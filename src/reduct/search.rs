//! Size-ordered search for inclusion-minimal subsets.
//!
//! Subsets are enumerated level by level (size 1, 2, …, n). Each level is
//! materialized as an explicit frontier of index combinations. A candidate
//! that contains an already accepted subset is skipped without evaluation,
//! so every accepted candidate is minimal: all of its proper subsets were
//! either rejected or are themselves supersets of an accepted one.

use crate::error::{RoughError, RoughResult};
use crate::relation::RelationGroup;

/// All `k`-element index combinations of `0..n`, in lexicographic order.
pub(crate) fn combinations(n: usize, k: usize) -> Vec<Vec<usize>> {
    if k > n {
        return Vec::new();
    }
    let mut frontier = Vec::new();
    let mut current: Vec<usize> = (0..k).collect();
    loop {
        frontier.push(current.clone());
        // Rightmost position that can still advance.
        let Some(pos) = (0..k).rev().find(|&i| current[i] < n - k + i) else {
            break;
        };
        current[pos] += 1;
        for i in pos + 1..k {
            current[i] = current[i - 1] + 1;
        }
    }
    frontier
}

fn contains_all(candidate: &[usize], subset: &[usize]) -> bool {
    subset.iter().all(|i| candidate.binary_search(i).is_ok())
}

/// Search over the subsets of `items` for the minimal ones that `accept`.
#[derive(Debug, Clone)]
pub(crate) struct SubsetSearch<'a> {
    items: &'a [String],
    limit: Option<usize>,
    include_empty: bool,
}

impl<'a> SubsetSearch<'a> {
    pub(crate) fn new(items: &'a [String], limit: Option<usize>) -> Self {
        Self {
            items,
            limit,
            include_empty: false,
        }
    }

    /// Also evaluate the empty subset first.
    pub(crate) fn including_empty(mut self) -> Self {
        self.include_empty = true;
        self
    }

    fn names(&self, indices: &[usize]) -> RelationGroup {
        indices.iter().map(|&i| self.items[i].clone()).collect()
    }

    /// Every inclusion-minimal subset for which `accept` returns true,
    /// in size-then-lexicographic order.
    pub(crate) fn minimal<F>(&self, mut accept: F) -> RoughResult<Vec<RelationGroup>>
    where
        F: FnMut(&RelationGroup) -> RoughResult<bool>,
    {
        let n = self.items.len();
        if let Some(limit) = self.limit {
            if n > limit {
                return Err(RoughError::SearchLimitExceeded { size: n, limit });
            }
        }

        let mut accepted: Vec<Vec<usize>> = Vec::new();
        let mut evaluated = 0usize;
        let first_level = if self.include_empty { 0 } else { 1 };
        for size in first_level..=n {
            let frontier = combinations(n, size);
            for candidate in frontier {
                if accepted.iter().any(|found| contains_all(&candidate, found)) {
                    continue;
                }
                let names = self.names(&candidate);
                evaluated += 1;
                let ok = accept(&names)?;
                tracing::trace!(?names, ok, "subset candidate");
                if ok {
                    accepted.push(candidate);
                }
            }
            // The empty subset is contained in every candidate.
            if accepted.iter().any(|found| found.is_empty()) {
                break;
            }
        }

        tracing::debug!(items = n, evaluated, found = accepted.len(), "subset search complete");
        Ok(accepted.iter().map(|indices| self.names(indices)).collect())
    }
}
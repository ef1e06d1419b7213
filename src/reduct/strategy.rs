//! Characterization strategies for dispensability and reduct search.
//!
//! A characterization maps a relation group to a comparable value. An
//! attribute is dispensable when removing it leaves that value unchanged,
//! and a reduct is a minimal subgroup with the same value as the whole.

use std::marker::PhantomData;

use crate::error::RoughResult;
use crate::granule::Element;
use crate::knowledge::KnowledgeBase;
use crate::relation::{Category, Partition, RelationGroup, group};

/// Maps a relation group to the value that reduction must preserve.
///
/// Implementations must accept the empty group: reduct and core search probe
/// `R − {r}`, which is empty when `R` has a single member.
pub trait Characterization<T: Element> {
    /// The preserved value.
    type Value: PartialEq;

    /// Characterize `relations` in `kb`.
    fn characterize(
        &self,
        kb: &KnowledgeBase<T>,
        relations: &RelationGroup,
    ) -> RoughResult<Self::Value>;
}

/// `U / IND(R)`. The empty group yields the single class `U`.
#[derive(Debug, Clone, Copy, Default)]
pub struct Indiscernibility;

impl<T: Element> Characterization<T> for Indiscernibility {
    type Value = Partition<T>;

    fn characterize(
        &self,
        kb: &KnowledgeBase<T>,
        relations: &RelationGroup,
    ) -> RoughResult<Partition<T>> {
        kb.coarsest_classes(relations)
    }
}

/// `POS_R(D)` for a fixed decision group `D`.
#[derive(Debug, Clone, Default)]
pub struct RelativePositiveRegion {
    relative_to: RelationGroup,
}

impl RelativePositiveRegion {
    /// Positive region relative to `relative_to`.
    pub fn new<I, S>(relative_to: I) -> Self
    where
        I: IntoIterator<Item = S>,
        S: AsRef<str>,
    {
        Self {
            relative_to: group(relative_to),
        }
    }

    /// The decision group.
    pub fn relative_to(&self) -> &RelationGroup {
        &self.relative_to
    }
}

impl<T: Element> Characterization<T> for RelativePositiveRegion {
    type Value = Category<T>;

    fn characterize(
        &self,
        kb: &KnowledgeBase<T>,
        relations: &RelationGroup,
    ) -> RoughResult<Category<T>> {
        kb.relative_positive_region(relations, &self.relative_to)
    }
}

/// Intersection of the designated blocks. The empty group yields `U`.
#[derive(Debug, Clone, Copy, Default)]
pub struct FamilyIntersection;

impl<T: Element> Characterization<T> for FamilyIntersection {
    type Value = Category<T>;

    fn characterize(
        &self,
        kb: &KnowledgeBase<T>,
        relations: &RelationGroup,
    ) -> RoughResult<Category<T>> {
        if relations.is_empty() {
            return Ok(kb.universe());
        }
        kb.family_meet(relations)
    }
}

/// Union of the designated blocks. The empty group yields `∅`.
#[derive(Debug, Clone, Copy, Default)]
pub struct FamilyUnion;

impl<T: Element> Characterization<T> for FamilyUnion {
    type Value = Category<T>;

    fn characterize(
        &self,
        kb: &KnowledgeBase<T>,
        relations: &RelationGroup,
    ) -> RoughResult<Category<T>> {
        kb.family_join(relations)
    }
}

/// A characterization backed by a closure. Build one with [`from_fn`].
pub struct FromFn<F, V> {
    f: F,
    _value: PhantomData<fn() -> V>,
}

/// Wrap a closure as a [`Characterization`].
///
/// ```
/// use rough_medu::knowledge::KnowledgeBase;
/// use rough_medu::reduct::strategy::from_fn;
///
/// let mut kb = KnowledgeBase::new();
/// kb.set_granules(1..=4, "element").unwrap();
/// kb.add_parent_relation("a", [vec![1, 2], vec![3, 4]]).unwrap();
/// kb.add_parent_relation("b", [vec![1, 2, 3, 4]]).unwrap();
///
/// // Preserve only the number of equivalence classes.
/// let class_count = from_fn(|kb: &KnowledgeBase<i32>, relations| {
///     Ok(kb.indiscernibility(relations)?.len())
/// });
/// let core = kb.find_core_with(["a", "b"], &class_count).unwrap();
/// assert_eq!(core.len(), 1);
/// ```
pub fn from_fn<T, V, F>(f: F) -> FromFn<F, V>
where
    T: Element,
    V: PartialEq,
    F: Fn(&KnowledgeBase<T>, &RelationGroup) -> RoughResult<V>,
{
    FromFn {
        f,
        _value: PhantomData,
    }
}

impl<T, V, F> Characterization<T> for FromFn<F, V>
where
    T: Element,
    V: PartialEq,
    F: Fn(&KnowledgeBase<T>, &RelationGroup) -> RoughResult<V>,
{
    type Value = V;

    fn characterize(&self, kb: &KnowledgeBase<T>, relations: &RelationGroup) -> RoughResult<V> {
        (self.f)(kb, relations)
    }
}
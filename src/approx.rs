//! Approximation engine: indiscernibility and set approximations.
//!
//! Given a relation group `R`, the indiscernibility partition `U / IND(R)`
//! is the common refinement of the group's block families. A target category
//! `X` is then approximated from below (classes inside `X`) and from above
//! (classes touching `X`); the gap between the two is the boundary region.

use std::fmt;
use std::str::FromStr;

use serde::{Deserialize, Serialize};

use crate::error::{RoughError, RoughResult};
use crate::granule::Element;
use crate::knowledge::KnowledgeBase;
use crate::relation::{Category, Partition, RelationGroup, group};

/// Definability of a category with respect to a relation group.
///
/// Mutually exclusive and exhaustive, decided from the lower (L) and upper
/// (U) approximations against the universe (Ω).
#[derive(Debug, Clone, Copy, PartialEq, Eq, Hash, Serialize, Deserialize)]
pub enum Definability {
    /// L == U: the boundary is empty.
    Definable,
    /// L ≠ ∅, U ≠ Ω, L ≠ U.
    RoughlyDefinable,
    /// L == ∅, U ≠ Ω.
    InternallyUndefinable,
    /// L ≠ ∅, U == Ω, L ≠ U.
    ExternallyUndefinable,
    /// L == ∅, U == Ω.
    TotallyUndefinable,
}

impl fmt::Display for Definability {
    fn fmt(&self, f: &mut fmt::Formatter<'_>) -> fmt::Result {
        let name = match self {
            Definability::Definable => "Definable",
            Definability::RoughlyDefinable => "RoughlyDefinable",
            Definability::InternallyUndefinable => "InternallyUndefinable",
            Definability::ExternallyUndefinable => "ExternallyUndefinable",
            Definability::TotallyUndefinable => "TotallyUndefinable",
        };
        f.write_str(name)
    }
}

/// Which approximations a rough comparison looks at.
#[derive(Debug, Clone, Copy, PartialEq, Eq, Default, Serialize, Deserialize)]
pub enum RoughMode {
    /// Compare lower approximations.
    Bottom,
    /// Compare upper approximations.
    Top,
    /// Both the bottom and the top condition must hold.
    #[default]
    Both,
}

impl FromStr for RoughMode {
    type Err = RoughError;

    fn from_str(s: &str) -> Result<Self, Self::Err> {
        match s {
            "bottom" => Ok(RoughMode::Bottom),
            "top" => Ok(RoughMode::Top),
            "" | "both" => Ok(RoughMode::Both),
            other => Err(RoughError::InvalidMode {
                mode: other.to_string(),
            }),
        }
    }
}

/// All approximations of one category, computed from a single partition.
#[derive(Debug, Clone, PartialEq, Serialize, Deserialize)]
pub struct Approximation<T: Ord> {
    /// Union of classes fully inside the category.
    pub lower: Category<T>,
    /// Union of classes intersecting the category.
    pub upper: Category<T>,
    /// `upper − lower`.
    pub boundary: Category<T>,
    /// `universe − upper`.
    pub negative: Category<T>,
    /// `|lower| / |upper|`, or `None` when no class touches the category.
    pub accuracy: Option<f64>,
    /// Classification of the category.
    pub definability: Definability,
}

fn lower_from<T: Element>(classes: &Partition<T>, category: &Category<T>) -> Category<T> {
    classes
        .iter()
        .filter(|class| class.is_subset(category))
        .flatten()
        .cloned()
        .collect()
}

fn upper_from<T: Element>(classes: &Partition<T>, category: &Category<T>) -> Category<T> {
    classes
        .iter()
        .filter(|class| !class.is_disjoint(category))
        .flatten()
        .cloned()
        .collect()
}

fn require_category<T>(category: &Category<T>) -> RoughResult<()> {
    if category.is_empty() {
        return Err(RoughError::invalid_argument(
            "the category must contain at least one element",
        ));
    }
    Ok(())
}

impl<T: Element> KnowledgeBase<T> {
    /// Equivalence classes `U / IND(relations)`.
    ///
    /// For a single relation this is its block family; for several it is
    /// every non-empty intersection of one block per relation.
    pub fn indiscernibility<I, S>(&self, relations: I) -> RoughResult<Partition<T>>
    where
        I: IntoIterator<Item = S>,
        S: AsRef<str>,
    {
        self.classes(&group(relations))
    }

    pub(crate) fn classes(&self, names: &RelationGroup) -> RoughResult<Partition<T>> {
        self.ensure_defined(names)?;
        let mut names = names.iter();
        let Some(first) = names.next() else {
            return Err(RoughError::invalid_argument(
                "indiscernibility needs at least one relation",
            ));
        };

        let mut classes: Vec<Category<T>> = self.relation(first)?.blocks().to_vec();
        for name in names {
            let blocks = self.relation(name)?.blocks();
            classes = classes
                .iter()
                .flat_map(|class| {
                    blocks
                        .iter()
                        .map(move |block| class.intersection(block).cloned().collect::<Category<T>>())
                })
                .filter(|class| !class.is_empty())
                .collect();
        }
        Ok(classes.into_iter().collect())
    }

    /// Like [`classes`](Self::classes), but the empty group discerns nothing
    /// and yields the single class `U`.
    pub(crate) fn coarsest_classes(&self, names: &RelationGroup) -> RoughResult<Partition<T>> {
        if names.is_empty() {
            return Ok(Partition::from([self.universe()]));
        }
        self.classes(names)
    }

    /// Lower approximation: union of classes contained in `categories`.
    pub fn lower_approximation<I, S>(
        &self,
        relations: I,
        categories: &Category<T>,
    ) -> RoughResult<Category<T>>
    where
        I: IntoIterator<Item = S>,
        S: AsRef<str>,
    {
        require_category(categories)?;
        let classes = self.indiscernibility(relations)?;
        Ok(lower_from(&classes, categories))
    }

    /// Alias of [`lower_approximation`](Self::lower_approximation).
    pub fn positive_region<I, S>(
        &self,
        relations: I,
        categories: &Category<T>,
    ) -> RoughResult<Category<T>>
    where
        I: IntoIterator<Item = S>,
        S: AsRef<str>,
    {
        self.lower_approximation(relations, categories)
    }

    /// Upper approximation: union of classes intersecting `categories`.
    pub fn upper_approximation<I, S>(
        &self,
        relations: I,
        categories: &Category<T>,
    ) -> RoughResult<Category<T>>
    where
        I: IntoIterator<Item = S>,
        S: AsRef<str>,
    {
        require_category(categories)?;
        let classes = self.indiscernibility(relations)?;
        Ok(upper_from(&classes, categories))
    }

    /// Boundary region: upper minus lower approximation.
    pub fn boundary_region<I, S>(
        &self,
        relations: I,
        categories: &Category<T>,
    ) -> RoughResult<Category<T>>
    where
        I: IntoIterator<Item = S>,
        S: AsRef<str>,
    {
        let approximation = self.approximate(relations, categories)?;
        Ok(approximation.boundary)
    }

    /// Negative region: universe minus upper approximation.
    pub fn negative_region<I, S>(
        &self,
        relations: I,
        categories: &Category<T>,
    ) -> RoughResult<Category<T>>
    where
        I: IntoIterator<Item = S>,
        S: AsRef<str>,
    {
        let upper = self.upper_approximation(relations, categories)?;
        Ok(self.universe().difference(&upper).cloned().collect())
    }

    /// Accuracy of approximation: `|lower| / |upper|`.
    pub fn accuracy<I, S>(&self, relations: I, category: &Category<T>) -> RoughResult<f64>
    where
        I: IntoIterator<Item = S>,
        S: AsRef<str>,
    {
        self.approximate(relations, category)?
            .accuracy
            .ok_or_else(|| {
                RoughError::invalid_argument("the category is not covered by the relation group")
            })
    }

    /// Roughness: `1 − accuracy`.
    pub fn roughness<I, S>(&self, relations: I, category: &Category<T>) -> RoughResult<f64>
    where
        I: IntoIterator<Item = S>,
        S: AsRef<str>,
    {
        Ok(1.0 - self.accuracy(relations, category)?)
    }

    /// Classify `category` into one of the five definability kinds.
    pub fn definable<I, S>(&self, relations: I, category: &Category<T>) -> RoughResult<Definability>
    where
        I: IntoIterator<Item = S>,
        S: AsRef<str>,
    {
        Ok(self.approximate(relations, category)?.definability)
    }

    /// Every approximation of `category` from one indiscernibility pass.
    pub fn approximate<I, S>(
        &self,
        relations: I,
        category: &Category<T>,
    ) -> RoughResult<Approximation<T>>
    where
        I: IntoIterator<Item = S>,
        S: AsRef<str>,
    {
        require_category(category)?;
        let classes = self.indiscernibility(relations)?;
        let lower = lower_from(&classes, category);
        let upper = upper_from(&classes, category);

        let universe = self.universe();
        let whole = upper == universe;
        let definability = if lower == upper {
            Definability::Definable
        } else {
            match (lower.is_empty(), whole) {
                (false, false) => Definability::RoughlyDefinable,
                (true, false) => Definability::InternallyUndefinable,
                (false, true) => Definability::ExternallyUndefinable,
                (true, true) => Definability::TotallyUndefinable,
            }
        };

        Ok(Approximation {
            accuracy: (!upper.is_empty()).then(|| lower.len() as f64 / upper.len() as f64),
            boundary: upper.difference(&lower).cloned().collect(),
            negative: universe.difference(&upper).cloned().collect(),
            lower,
            upper,
            definability,
        })
    }

    /// Rough equality of `x` and `y` under `mode`.
    pub fn roughly_equal<I, S>(
        &self,
        relations: I,
        x: &Category<T>,
        y: &Category<T>,
        mode: RoughMode,
    ) -> RoughResult<bool>
    where
        I: IntoIterator<Item = S>,
        S: AsRef<str>,
    {
        let relations = group(relations);
        let ax = self.approximate(&relations, x)?;
        let ay = self.approximate(&relations, y)?;
        let bottom = ax.lower == ay.lower;
        let top = ax.upper == ay.upper;
        Ok(match mode {
            RoughMode::Bottom => bottom,
            RoughMode::Top => top,
            RoughMode::Both => bottom && top,
        })
    }

    /// Rough inclusion of `x` in `y` under `mode`.
    pub fn roughly_included<I, S>(
        &self,
        relations: I,
        x: &Category<T>,
        y: &Category<T>,
        mode: RoughMode,
    ) -> RoughResult<bool>
    where
        I: IntoIterator<Item = S>,
        S: AsRef<str>,
    {
        let relations = group(relations);
        let ax = self.approximate(&relations, x)?;
        let ay = self.approximate(&relations, y)?;
        let bottom = ax.lower.is_subset(&ay.lower);
        let top = ax.upper.is_subset(&ay.upper);
        Ok(match mode {
            RoughMode::Bottom => bottom,
            RoughMode::Top => top,
            RoughMode::Both => bottom && top,
        })
    }
}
===============
Task statement. From the material above, gather all lines that include the string "Compare" and copy them.

Task output.
    /// Compare lower approximations.
    /// Compare upper approximations.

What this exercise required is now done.